By Kimberly Winston
Editors' note: The following Q&A about Ash Wednesday is provided courtesy of Religion News Service's feature "The ‘Splainer," which helps to break down important topics concerning religion.
c. 2015 Religion News Service
As people will be walking around with ashes on their heads today, The ‘Splainer asks what having a dirty forehead has to do with being a Christian and why this ritual is gaining in popularity.
Q: Excuse me, but why do you have dirt on your forehead?
A: Today is Ash Wednesday, the day many Christians mark as the first day of Lent, the time of reflection and penitence leading up to Easter Sunday. Clergy all over the world dispense ashes, usually made by burning the palm fronds distributed on last year’s Palm Sunday, making the sign of the cross on the bowed foreheads before them. As they “impose” or “dispense” the ashes, the pastor or priest reminds each Christian of Genesis 3:19: “For dust you are and to dust you shall return.”
Q: Well, that’s cheerful. Why would anyone want to start a workday on such a downer?
A: It isn’t intended to be a downer. It’s supposed to be a reminder that our lives are short and we must live them to the fullest. OK, maybe it’s a little bit of a downer—that verse from Genesis is what God said to Adam and Eve when he expelled them from the Garden of Eden for their sins. But there’s a big party the night before Ash Wednesday. That’s Mardi Gras, or “Fat Tuesday,” a secular observance that evolved out of “Shrove Tuesday,” the last hurrah–usually marked by eating of pancakes or other sinfully sweet foods–before the solemnity and penance of Lent set in.
Q: OK, so don’t invite me over for dinner until Lent is over in 40 days.
A: Fun fact: Lent is actually longer than 40 days. There are 46 days between Ash Wednesday and Easter, but most churches don’t count the Sundays as part of Lent.
Q: I thought only Catholics marked Ash Wednesday?

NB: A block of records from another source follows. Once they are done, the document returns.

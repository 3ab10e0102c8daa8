use super::{BrandStore, GenerationStore, MonitorStore, StoreResult};
use crate::error::StoreError;
use crate::models::{
    Brand, BrandCatalog, LinkRecord, MentionRecord, NewSuggestion, Persona, Prompt, PromptStatus,
    ResponseRecord, Run, RunMetrics, RunStatus, SearchQueryStat, Topic,
};
use async_trait::async_trait;
use chrono::{DateTime, Utc};
use std::collections::{HashMap, HashSet};
use std::sync::{Mutex, MutexGuard};

/// A persisted response with its id.
#[derive(Debug, Clone)]
pub struct StoredResponse {
    pub id: i64,
    pub record: ResponseRecord,
}

#[derive(Default)]
struct Inner {
    brands: Vec<Brand>,
    prompts: Vec<Prompt>,
    runs: Vec<Run>,
    responses: Vec<StoredResponse>,
    topics: Vec<Topic>,
    personas: Vec<Persona>,
    search_stats: Vec<(Option<String>, SearchQueryStat)>,
    suggestions: Vec<NewSuggestion>,
    failing_prompts: HashSet<i64>,
}

/// In-process store with the same semantics as `PgStore`.
#[derive(Default)]
pub struct MemoryStore {
    inner: Mutex<Inner>,
}

impl MemoryStore {
    pub fn new() -> Self {
        Self::default()
    }

    fn lock(&self) -> MutexGuard<'_, Inner> {
        self.inner.lock().unwrap_or_else(|e| e.into_inner())
    }

    // ---- seeding -----------------------------------------------------------

    pub fn add_brand(&self, id: &str, name: &str, aliases: &[&str]) {
        self.lock().brands.push(Brand {
            id: id.to_string(),
            name: name.to_string(),
            aliases: aliases.iter().map(|a| a.to_string()).collect(),
        });
    }

    /// Adds an active prompt and returns its id.
    pub fn add_prompt(&self, category: &str, text: &str) -> i64 {
        let mut inner = self.lock();
        let id = inner.prompts.len() as i64 + 1;
        inner.prompts.push(Prompt {
            id,
            category: category.to_string(),
            text: text.to_string(),
            source: Some("manual".to_string()),
            search_volume: None,
            is_paused: None,
            status: PromptStatus::Active,
            deleted_at: None,
            persona_id: None,
            normalized_hash: crate::normalize::hash(&crate::normalize::normalize(text)),
        });
        id
    }

    /// Mutate a seeded prompt in place (pause, archive, soft-delete).
    pub fn update_prompt(&self, id: i64, f: impl FnOnce(&mut Prompt)) {
        if let Some(prompt) = self.lock().prompts.iter_mut().find(|p| p.id == id) {
            f(prompt);
        }
    }

    pub fn add_topic(&self, name: &str, category: &str, locale: &str, country: &str) -> i64 {
        let mut inner = self.lock();
        let id = inner.topics.len() as i64 + 1;
        inner.topics.push(Topic {
            id,
            name: name.to_string(),
            category: category.to_string(),
            locale: locale.to_string(),
            country: country.to_string(),
            last_generated_at: None,
        });
        id
    }

    pub fn add_persona(&self, topic_id: i64, name: &str, description: &str, brand_id: Option<&str>) -> i64 {
        let mut inner = self.lock();
        let id = inner.personas.len() as i64 + 1;
        inner.personas.push(Persona {
            id,
            topic_id,
            name: name.to_string(),
            description: description.to_string(),
            attributes: serde_json::json!({}),
            brand_id: brand_id.map(str::to_string),
            is_active: true,
        });
        id
    }

    pub fn add_search_stat(&self, property: Option<&str>, query: &str, impressions: i64) {
        self.lock().search_stats.push((
            property.map(str::to_string),
            SearchQueryStat {
                query: query.to_string(),
                impressions,
            },
        ));
    }

    /// Make `save_response` fail for this prompt, as a constraint violation would.
    pub fn fail_responses_for(&self, prompt_id: i64) {
        self.lock().failing_prompts.insert(prompt_id);
    }

    // ---- inspection --------------------------------------------------------

    pub fn responses(&self) -> Vec<StoredResponse> {
        self.lock().responses.clone()
    }

    pub fn mentions(&self, response_id: i64) -> Vec<MentionRecord> {
        self.lock()
            .responses
            .iter()
            .find(|r| r.id == response_id)
            .map(|r| r.record.mentions.clone())
            .unwrap_or_default()
    }

    pub fn links(&self, response_id: i64) -> Vec<LinkRecord> {
        self.lock()
            .responses
            .iter()
            .find(|r| r.id == response_id)
            .map(|r| r.record.links.clone())
            .unwrap_or_default()
    }

    pub fn suggestions(&self) -> Vec<NewSuggestion> {
        self.lock().suggestions.clone()
    }

    pub fn topic(&self, id: i64) -> Option<Topic> {
        self.lock().topics.iter().find(|t| t.id == id).cloned()
    }
}

#[async_trait]
impl BrandStore for MemoryStore {
    async fn load_brand_catalog(&self) -> StoreResult<BrandCatalog> {
        let mut brands = self.lock().brands.clone();
        brands.sort_by(|a, b| a.name.cmp(&b.name).then_with(|| a.id.cmp(&b.id)));
        Ok(BrandCatalog::new(brands))
    }
}

#[async_trait]
impl MonitorStore for MemoryStore {
    async fn create_run(&self, model: &str, temperature: Option<f32>) -> StoreResult<Run> {
        let mut inner = self.lock();
        let run = Run {
            id: inner.runs.len() as i64 + 1,
            model: model.to_string(),
            temperature,
            status: RunStatus::Running,
            started_at: Utc::now(),
            finished_at: None,
            error: None,
        };
        inner.runs.push(run.clone());
        Ok(run)
    }

    async fn get_run(&self, run_id: i64) -> StoreResult<Option<Run>> {
        Ok(self.lock().runs.iter().find(|r| r.id == run_id).cloned())
    }

    async fn list_runs(&self, limit: i64) -> StoreResult<Vec<Run>> {
        let inner = self.lock();
        Ok(inner
            .runs
            .iter()
            .rev()
            .take(limit.max(0) as usize)
            .cloned()
            .collect())
    }

    async fn finish_run(&self, run_id: i64, status: RunStatus, error: Option<&str>) -> StoreResult<bool> {
        let mut inner = self.lock();
        let run = inner
            .runs
            .iter_mut()
            .find(|r| r.id == run_id)
            .ok_or_else(|| StoreError::NotFound {
                entity: "run",
                id: run_id.to_string(),
            })?;
        if run.status != RunStatus::Running {
            return Ok(false);
        }
        run.status = status;
        run.finished_at = Some(Utc::now());
        run.error = error.map(str::to_string);
        Ok(true)
    }

    async fn fetch_prompt_page(&self, offset: i64, limit: i64) -> StoreResult<Vec<Prompt>> {
        let inner = self.lock();
        let mut eligible: Vec<Prompt> = inner
            .prompts
            .iter()
            .filter(|p| p.is_monitorable())
            .cloned()
            .collect();
        eligible.sort_by_key(|p| p.id);
        Ok(eligible
            .into_iter()
            .skip(offset.max(0) as usize)
            .take(limit.max(0) as usize)
            .collect())
    }

    async fn save_response(&self, record: &ResponseRecord) -> StoreResult<i64> {
        let mut inner = self.lock();
        if inner.failing_prompts.contains(&record.prompt_id) {
            return Err(StoreError::Constraint(format!(
                "response insert rejected for prompt {}",
                record.prompt_id
            )));
        }
        if inner
            .responses
            .iter()
            .any(|r| r.record.run_id == record.run_id && r.record.prompt_id == record.prompt_id)
        {
            return Err(StoreError::Constraint(format!(
                "duplicate response for run {} prompt {}",
                record.run_id, record.prompt_id
            )));
        }

        // Same conflict rules as the SQL inserts.
        let mut stored = record.clone();
        let mut brands = HashSet::new();
        stored.mentions.retain(|m| brands.insert(m.brand_id.clone()));
        let mut urls = HashSet::new();
        stored.links.retain(|l| urls.insert(l.url.clone()));

        let id = inner.responses.len() as i64 + 1;
        inner.responses.push(StoredResponse { id, record: stored });
        Ok(id)
    }

    async fn run_metrics(&self, run_id: i64) -> StoreResult<RunMetrics> {
        let inner = self.lock();
        let responses: Vec<&StoredResponse> =
            inner.responses.iter().filter(|r| r.record.run_id == run_id).collect();
        let mentions_found = responses.iter().map(|r| r.record.mentions.len() as i64).sum();
        let brands: HashSet<&str> = responses
            .iter()
            .flat_map(|r| r.record.mentions.iter().map(|m| m.brand_id.as_str()))
            .collect();
        Ok(RunMetrics {
            prompts_processed: responses.len() as i64,
            mentions_found,
            brands_mentioned: brands.len() as i64,
        })
    }
}

#[async_trait]
impl GenerationStore for MemoryStore {
    async fn get_topic(&self, topic_id: i64) -> StoreResult<Option<Topic>> {
        Ok(self.topic(topic_id))
    }

    async fn list_personas(&self, topic_id: i64) -> StoreResult<Vec<Persona>> {
        let mut personas: Vec<Persona> = self
            .lock()
            .personas
            .iter()
            .filter(|p| p.topic_id == topic_id && p.is_active)
            .cloned()
            .collect();
        personas.sort_by_key(|p| p.id);
        Ok(personas)
    }

    async fn top_search_queries(&self, property: Option<&str>, limit: i64) -> StoreResult<Vec<SearchQueryStat>> {
        let inner = self.lock();
        let mut rows: Vec<SearchQueryStat> = inner
            .search_stats
            .iter()
            .filter(|(p, _)| property.is_none() || p.as_deref() == property)
            .map(|(_, s)| s.clone())
            .collect();
        rows.sort_by(|a, b| b.impressions.cmp(&a.impressions));
        rows.truncate(limit.max(0) as usize);
        Ok(rows)
    }

    async fn insert_suggestion(&self, suggestion: &NewSuggestion) -> StoreResult<bool> {
        let mut inner = self.lock();
        let exists = inner.suggestions.iter().any(|s| {
            s.category == suggestion.category
                && s.persona_id == suggestion.persona_id
                && s.hash == suggestion.hash
        });
        if exists {
            return Ok(false);
        }
        inner.suggestions.push(suggestion.clone());
        Ok(true)
    }

    async fn mark_topic_generated(&self, topic_id: i64, at: DateTime<Utc>) -> StoreResult<()> {
        let mut inner = self.lock();
        let topic = inner
            .topics
            .iter_mut()
            .find(|t| t.id == topic_id)
            .ok_or_else(|| StoreError::NotFound {
                entity: "topic",
                id: topic_id.to_string(),
            })?;
        topic.last_generated_at = Some(at);
        Ok(())
    }
}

A: Not anymore. It used to be true that Catholics made up the lion’s share of people celebrating Ash Wednesday. But today, most “liturgical churches”—those with a regular, calendar-based liturgy, or set of rituals and observances—mark the day, including Methodists, Episcopalians, Presbyterians, Lutherans and other Protestants. Some evangelicals are even beginning to get into the spirit as Baptist churches in Alabama, Texas and Arkansas have smeared some ash in recent years. But the majority of evangelical and Pentecostal Christians don’t observe the day, and neither do Mormons.
U.S. Navy photo by Mass Communication Specialist 3rd Class Brian May
Q: Do you have to go to church before or after work to get your ashes?
A: Not anymore! Many churches, ministries and clergy offer “ashes to go,” which can range from dispensing ashes on subway and train platforms, on street corners and other urban crossroads. Some enterprising Christians even offer ashes in a drive-thru.
Q: I don’t remember reading about Ash Wednesday in the Bible. Where did the practice come from?
A: That’s true; there is no mention of Ash Wednesday in the Bible. But there is a tradition of donning ashes as a sign of penitence that predates Jesus. In the Old Testament, Job repents “in dust and ashes,” and there are other associations of ashes and repentance in Esther, Samuel, Isaiah and Jeremiah. By the 10th century, the monk Aelfric tied the practice, which dates to the eighth century, to the period before Easter, writing, “Now let us do this little at the beginning of our Lent that we strew ashes upon our heads to signify that we ought to repent of our sins during the Lenten fast.” By the 11th century, the practice was widespread throughout the church—until Martin Luther, the Protestant reformer, threw the practice out in the 16th century because it was not biblically based. There’s no Lent in the Bible, either, though many Christians see it as an imitation of the 40 days Jesus spent fasting and battling with Satan in the desert.
Q: When can you wash the dirt off your face?
A: No one is required to keep the ashes on his or her face after the ritual. But some Christians choose to, perhaps as a reminder to themselves that they are mortal and fallible, while others may choose to leave them on as a witness to their faith in the hope others will ask about them and open a door to sharing their faith.